Figure 2 depicts the evolution of the high-pressure Raman spectra of NNBT05 at selected pressures and room temperature. For pressure > 1 GPa, distinct changes in the low wavenumber modes (150–300 cm⁻¹) region of the Raman spectra were observed. The peaks containing the most prominent changes were denoted ν₁, ν₂, ν₃, and ν₄ (bending mode: 150–300 cm⁻¹) and showed drastic changes in their relative intensity in the pressure range 1 to 5.4 GPa. These observations at ~1 Gpa are most likely associated with octahedral reorientation in the parent ferroelectric phase, as has also been found earlier in pure NaNbO₃. The change in Raman spectra at ~4.6 GPa may be a signature of structural phase transition from the ferroelectric phase (Pmc2₁) to the paraelectric phase (Pbnm). We noted that the paraelectric transition was observed in pure NaNbO₃ at ~8 GPa. On further increasing the pressure above 5.4 GPa, the intensities of these peaks reduced and the stretching modes (500–750 cm⁻¹) centred around 584 cm⁻¹ became merged. Figure 2b shows the fitted positions of the Raman bands. In literature [41], it was shown that even the 4:1 methanol/ethanol transmitting medium had Raman active modes assigned to the C-C stretch at ~450 and 880 cm⁻¹. However, we would like to mention here that these modes were very weak and were not discernible in the presence of relatively stronger Raman scatterers. In the Raman spectra depicted in Figure 2a, we can clearly see that there was no interference from these modes.

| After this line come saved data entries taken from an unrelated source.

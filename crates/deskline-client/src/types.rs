//! Wire types for the auth endpoints.

use serde::{Deserialize, Serialize};

use crate::credential::TokenPair;

/// `POST /auth/login` body.
#[derive(Debug, Clone, Serialize)]
pub struct LoginRequest {
    pub email: String,
    pub password: String,
}

/// `POST /auth/login` response.
#[derive(Debug, Clone, Deserialize)]
pub struct LoginResponse {
    pub tokens: AuthTokens,
}

/// Token pair as returned by the login and refresh endpoints.
#[derive(Debug, Clone, PartialEq, Eq, Serialize, Deserialize)]
#[serde(rename_all = "camelCase")]
pub struct AuthTokens {
    pub access_token: String,
    #[serde(default)]
    pub refresh_token: Option<String>,
}

impl From<AuthTokens> for TokenPair {
    fn from(tokens: AuthTokens) -> Self {
        TokenPair {
            access_token: tokens.access_token,
            refresh_token: tokens.refresh_token.filter(|t| !t.is_empty()),
        }
    }
}

/// `POST /auth/refresh-tokens` body.
#[derive(Debug, Clone, Serialize)]
pub struct RefreshRequest {
    #[serde(rename = "tenantID", skip_serializing_if = "Option::is_none")]
    pub tenant_id: Option<String>,
    pub refresh_token: String,
}

/// `POST /auth/logout` body.
#[derive(Debug, Clone, Serialize)]
pub struct LogoutRequest {
    #[serde(rename = "tenantID")]
    pub tenant_id: String,
    pub user: String,
}
use parking_lot::{Mutex, RwLock};
use reqwest::header::{HeaderMap, HeaderValue, CONTENT_TYPE};
use reqwest::{Method, StatusCode};
use serde::de::DeserializeOwned;
use serde::Serialize;
use tokio::sync::oneshot;
use url::Url;

use crate::credential::{Credential, TokenPair};
use crate::error::{
    Error, ErrorResponse, Result, FORBIDDEN_MESSAGE, NOT_FOUND_MESSAGE, UNAUTHORIZED_MESSAGE,
};
use crate::token_store::{memory_token_store, SharedTokenStore};
use crate::types::{AuthTokens, RefreshRequest};

/// Default timeout for requests.
const DEFAULT_TIMEOUT: Duration = Duration::from_secs(30);

/// Refresh endpoint, relative to the base URL.
const REFRESH_PATH: &str = "auth/refresh-tokens";

// ─────────────────────────────────────────────────────────────────────────────
// Listener seam
// ─────────────────────────────────────────────────────────────────────────────

/// Receives credential lifecycle events from the gateway.
///
/// Listeners are held weakly and called synchronously, outside any gateway
/// lock.
pub trait CredentialListener: Send + Sync {
    /// A refresh network call is about to start.
    fn refresh_started(&self) {}

    /// A refresh succeeded and the new pair has been persisted.
    fn credential_refreshed(&self, _credential: &Credential) {}

    /// Refresh failed or was impossible; the token store has been cleared.
    fn credential_rejected(&self) {}
}

// ─────────────────────────────────────────────────────────────────────────────
// Request wrapper
// ─────────────────────────────────────────────────────────────────────────────

/// An API call threaded through the gateway.
///
/// `retried` flips to true once a refresh has been performed on behalf of
/// this request, whether before sending or after a 401. A request with
/// `retried` set never triggers another refresh.
#[derive(Debug, Clone)]
pub struct PendingRequest {
    pub method: Method,
    pub path: String,
    pub body: Option<serde_json::Value>,
    pub retried: bool,
}

impl PendingRequest {
    pub fn new(method: Method, path: impl Into<String>) -> Self {
        Self {
            method,
            path: path.into(),
            body: None,
            retried: false,
        }
    }

    pub fn with_body(mut self, body: serde_json::Value) -> Self {
        self.body = Some(body);
        self
    }
}

// ─────────────────────────────────────────────────────────────────────────────
// Refresh state
// ─────────────────────────────────────────────────────────────────────────────

/// What a queued caller receives when the flight it waited on settles.
#[derive(Debug, Clone)]
enum RefreshOutcome {
    Refreshed(String),
    Failed(String),
    /// The leader was cancelled before settling. Waiters start over.
    Abandoned,
}

#[derive(Default)]
struct RefreshState {
    in_flight: bool,
    queue: VecDeque<oneshot::Sender<RefreshOutcome>>,
}

/// Ownership of the in-flight refresh. Dropping it unsettled (the leading
/// future was cancelled) releases the queue so one waiter can lead again.
struct RefreshFlight<'a> {
    inner: &'a GatewayInner,
    settled: bool,
}

impl RefreshFlight<'_> {
    fn settle(mut self, outcome: RefreshOutcome) {
        self.settled = true;
        self.inner.drain(outcome);
    }
}

impl Drop for RefreshFlight<'_> {
    fn drop(&mut self) {
        if !self.settled {
            self.inner.drain(RefreshOutcome::Abandoned);
        }
    }
}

The frequency evolution showed a blue-shift trend with increasing pressure. It is evident from Figure 2 that the frequencies of Nb-O stretching modes at ~500–700 cm⁻¹ increased with the pressure, implying a shortening of the Nb–O bond length. For pressure above 5.4 GPa, the Raman modes became very broad and weak, which could be due to an onset of disorder or due to a phase with a weak Raman response. In nanoporous silicon, it has been observed that though the Raman spectra showed very weak broad Raman modes and were termed a glassy phase, it actually was a crystalline phase which had very weak Raman activity, also because it was metallic [42]. At this point, we would also like to mention that even though the sample environment was quasi-hydrostatic, even up to ~10 Gpa, we cannot rule out the presence of some small pressure inhomogeneities, which could lead to the broadening of the Raman modes. However, on the release of pressure, the Raman modes of the parent phase were observed and so the broadening and reduction in the intensity of the Raman modes could be attributed to a reversible phase transition and not to the pressure inhomogeneities. To ascertain if indeed the high-pressure phase was disordered or it was a new crystalline phase, we carried out high pressure X-ray diffraction studies.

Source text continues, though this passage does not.